Avoiding The Herd
Updated: Sep 4
Most investors will be glad to see the last of 2015. Canadians saw the S&P/TSX composite index fall 11.1%. The total TSX return with dividends was negative 8.32%. This was the worst performance since the great market crash of 2008. Canadian equity markets posted the lowest results of any of the world’s developed markets.
Fixed income markets that have proven a haven until the summer then began to deteriorate as credit spreads began to widen. Low or negative returns began to appear as the bull market in fixed income securities stretching back to the early 1980’s finally came to a close. With further rate increases expected from the Federal Reserve in 2016, yields in the US fixed income markets are expected to rise -particularly for corporate debt. Even if the Bank of Canada reduces short term rates, long term rates are likely to follow their US counterparts upwards.
In the U.S., while equity market returns were better than in Canada, it was still the worst year since 2008. The S&P 500 index, a good benchmark for the broader market, gained 1.38% for the year including dividends. The Dow Jones Industrial Average, which is more representative of U.S. large cap stocks, fell 0.21% while accounting for dividends. In the U.S., in the higher risk junk bond market, prices fell dramatically, prompted by the Fed rate increase and deteriorating credit quality in the junior oil sector.
Despite the poor performance of U.S. equities and bonds in U.S. dollar terms, Canadian investors in U.S. securities gained as the Canadian dollar fell against the U.S. dollar. From the start of 2015 to the end of the year the Canadian dollar fell from 86 cents U.S. to 72.2 cents U.S. - a fall of some 16% - a major plus for Canadians with U.S. dollar denominated investments.
In light of the difficult investment environment, Northland Wealth made a number of adjustments, or changes in emphasis, in its investment strategy. Given the fall in oil prices, the energy sector (which in the past had been favoured) was significantly reduced in portfolios. Positions were held in the good dividend paying stocks, in financials, utilities and telcos. Exchange Traded Funds (ETFs), securities which focus on low-volatility strategies, were maintained or increased. U.S. dollar denominated investments were maintained or increased during the year. Alternative investments played a major role in our investment strategy, particularly for accredited clients. Real estate, private debt and equity investments were solid performers producing excellent cash flows while reducing portfolio volatility.
Looking back at 2015, fear seems to have been a dominating factor, yet economic growth continued, but at a pace slower than expected. Corporate profits continued to rise in most sectors - not at an exciting pace but still rising. Some sectors such as energy had an exceedingly tough year. In Canada, being a major sector, it was a significant negative factor both in equity markets and economically.
In 2016 we expect the fear factor and market volatility to remain with us but it should moderate somewhat as the year progresses. Even with further modest Federal Reserve rate increases in store, we still see economic growth in the U.S. at a 2 ½ - 3% level, helped by lower energy costs, a recovering housing sector, and higher purchasing power due to an elevated U.S. dollar. In Canada we see more modest growth of 1 – 1 ½%, given further contraction in the energy sector. With this relatively benign economic outlook, North American and European equity markets are likely to produce modest positive returns.

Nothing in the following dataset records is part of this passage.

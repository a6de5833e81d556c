use reqwest::Url;
use std::env;
use std::time::Duration;

/// Store client configuration
#[derive(Debug, Clone)]
pub struct ClientConfig {
    /// Base URL of the workout store, e.g. `http://localhost:8000`
    pub base_url: Url,
    /// Bearer token attached to every request
    pub token: Option<String>,
    /// Per-request deadline; none by default
    pub timeout: Option<Duration>,
}

impl ClientConfig {
    /// Configuration for a store at `base_url`, without token or timeout
    pub fn new(base_url: &str) -> anyhow::Result<Self> {
        let base_url = Url::parse(base_url)?;
        if base_url.cannot_be_a_base() {
            anyhow::bail!("{} cannot be used as a base URL", base_url);
        }

        Ok(Self {
            base_url,
            token: None,
            timeout: None,
        })
    }

    /// Load configuration from environment variables
    pub fn from_env() -> anyhow::Result<Self> {
        let base_url =
            env::var("WORKOUT_API_URL").unwrap_or_else(|_| "http://localhost:8000".to_string());
        let mut config = Self::new(&base_url)?;

        config.token = env::var("WORKOUT_API_TOKEN").ok().filter(|t| !t.is_empty());
        config.timeout = match env::var("WORKOUT_API_TIMEOUT_SECS") {
            Ok(secs) => Some(Duration::from_secs(secs.parse()?)),
            Err(_) => None,
        };

        Ok(config)
    }

    pub fn with_token(mut self, token: impl Into<String>) -> Self {
        self.token = Some(token.into());
        self
    }

    pub fn with_timeout(mut self, timeout: Duration) -> Self {
        self.timeout = Some(timeout);
        self
    }
}

#[cfg(test)]
mod tests {
    use super::*;

    #[test]
    fn test_new_rejects_bad_urls() {
        assert!(ClientConfig::new("not a url").is_err());
        assert!(ClientConfig::new("mailto:coach@example.com").is_err());

        let config = ClientConfig::new("http://localhost:8000/api")
            .unwrap()
            .with_token("secret")
            .with_timeout(Duration::from_secs(5));
        assert_eq!(config.base_url.path(), "/api");
        assert_eq!(config.token.as_deref(), Some("secret"));
    }
}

As with any forecast there are unknowns that could cause a major change in expectations. An increase in oil prices, even to the $55 to $60 price range, could improve Canada’s economic outlook. This could happen if the Saudis restrict output or if the Iraqi oil fields are threatened by the nearby conflict. Any actual significant reduction in oil production could send prices back to $100 with all sorts of exchange rate, economic and market repercussions.
The other market factor still to be realized is the end of the long running bull market in fixed income securities. Debt markets over the last decade have seen market participation move from large pension funds and brokers to the general public. Despite warnings of imminent increases in interest rates, the general public continued to buy debt mutual funds, debt ETFs and debt in general. This strategy continued to produce positive returns until last year. When the realization sinks in that rising interest rates will reduce past capital gains or produce losses, what will these investors do? A sudden mass exodus from fixed income markets would be disruptive to financial markets, including equity markets as well. Only time will tell how retail investors will react.
Our investment focus will continue on creating pension like portfolios, which utilize institutional quality alternative investments, low volatility strategy ETFs, and high quality equities, with the goal of reducing portfolio volatility for a lower level of portfolio risk. This approach tends to produce, in our experience, greater predictability of cash flows and moderate capital value fluctuations. We remain flexible in our investment approach and continue to be proactive to the changing investment environment.